Web performance analysis can be split into three major categories:
- Page load time
- App run-time performance (“jank,” responsiveness)
- Memory consumption
While app performance and memory consumption sometimes mix together (for example, garbage collection janks affect performance and are also related to memory leaks), each of them has enough sub-categories to merit its own place on the above list.
In this article, I’d like to focus on an aspect of the second category — run-time performance. For the sake of clarity, here’s my definition of “run-time performance:” I define run-time performance as the performance of visual elements in the app when a user interacts with them. So, if a user clicks a button and has to wait for a second before something happens — it’s run time.
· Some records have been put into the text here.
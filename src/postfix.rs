use crate::token::{Kind, Token};

/// Reorder `infix` tokens into reverse polish notation using the
/// shunting-yard algorithm. Brackets are dropped from the output.
///
/// The tokens must come from the lexer, which guarantees that the brackets
/// are balanced.
pub fn to_postfix(infix: &[Token]) -> Vec<Token> {
    let mut output = Vec::with_capacity(infix.len());
    let mut operators: Vec<&Token> = Vec::new();

    for token in infix {
        match token.kind() {
            Kind::Operand => output.push(token.clone()),
            Kind::Operator(o1) => {
                'operators: while let Some(&top) = operators.last() {
                    match top.kind() {
                        // all operators are left associative
                        Kind::Operator(o2) if o2.precedence() >= o1.precedence() => {
                            operators.pop();
                            output.push(top.clone());
                        }
                        _ => break 'operators,
                    }
                }
                operators.push(token);
            }
            Kind::LeftBracket => operators.push(token),
            Kind::RightBracket => loop {
                match operators.pop() {
                    Some(top) if top.kind() == Kind::LeftBracket => break,
                    Some(top) => output.push(top.clone()),
                    None => panic!("Internal bug: unbalanced brackets after validation"),
                }
            },
        }
    }

    while let Some(token) = operators.pop() {
        match token.kind() {
            Kind::Operator(_) => output.push(token.clone()),
            other => panic!("Internal bug: found {:?} in operators stack", other),
        }
    }
    output
}

/// Concatenate the text of `tokens`, without separators
pub fn render(tokens: &[Token]) -> String {
    tokens.iter().map(Token::text).collect()
}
If you have a better name for this kind of performance, be sure to let me know in the comments below. I confess I did not give too much thought to the name as I fully understand what I mean 90% of the time :)
To further drill down, I’ll be focusing on a sub-category of run-time performance I call response time (or app responsiveness).
By the end of this article you will know:
- What makes an app responsive/not responsive
- How to measure your app’s responsiveness
- How to measure your functions’ running time
- How to track down and handle time consuming methods
The Theory
Most of our apps run on a 60Hz rendering cycle. This happens because the screen shows 60 frames per second (= 16.667 milliseconds (“ms”) per frame), and our app is limited by this time frame. These 16.667 ms are shared between our JavaScript (“JS”) code, our HTML markup, our CSS styles, and their parsing. All combine together to create the Critical Rendering Path (“CRP”).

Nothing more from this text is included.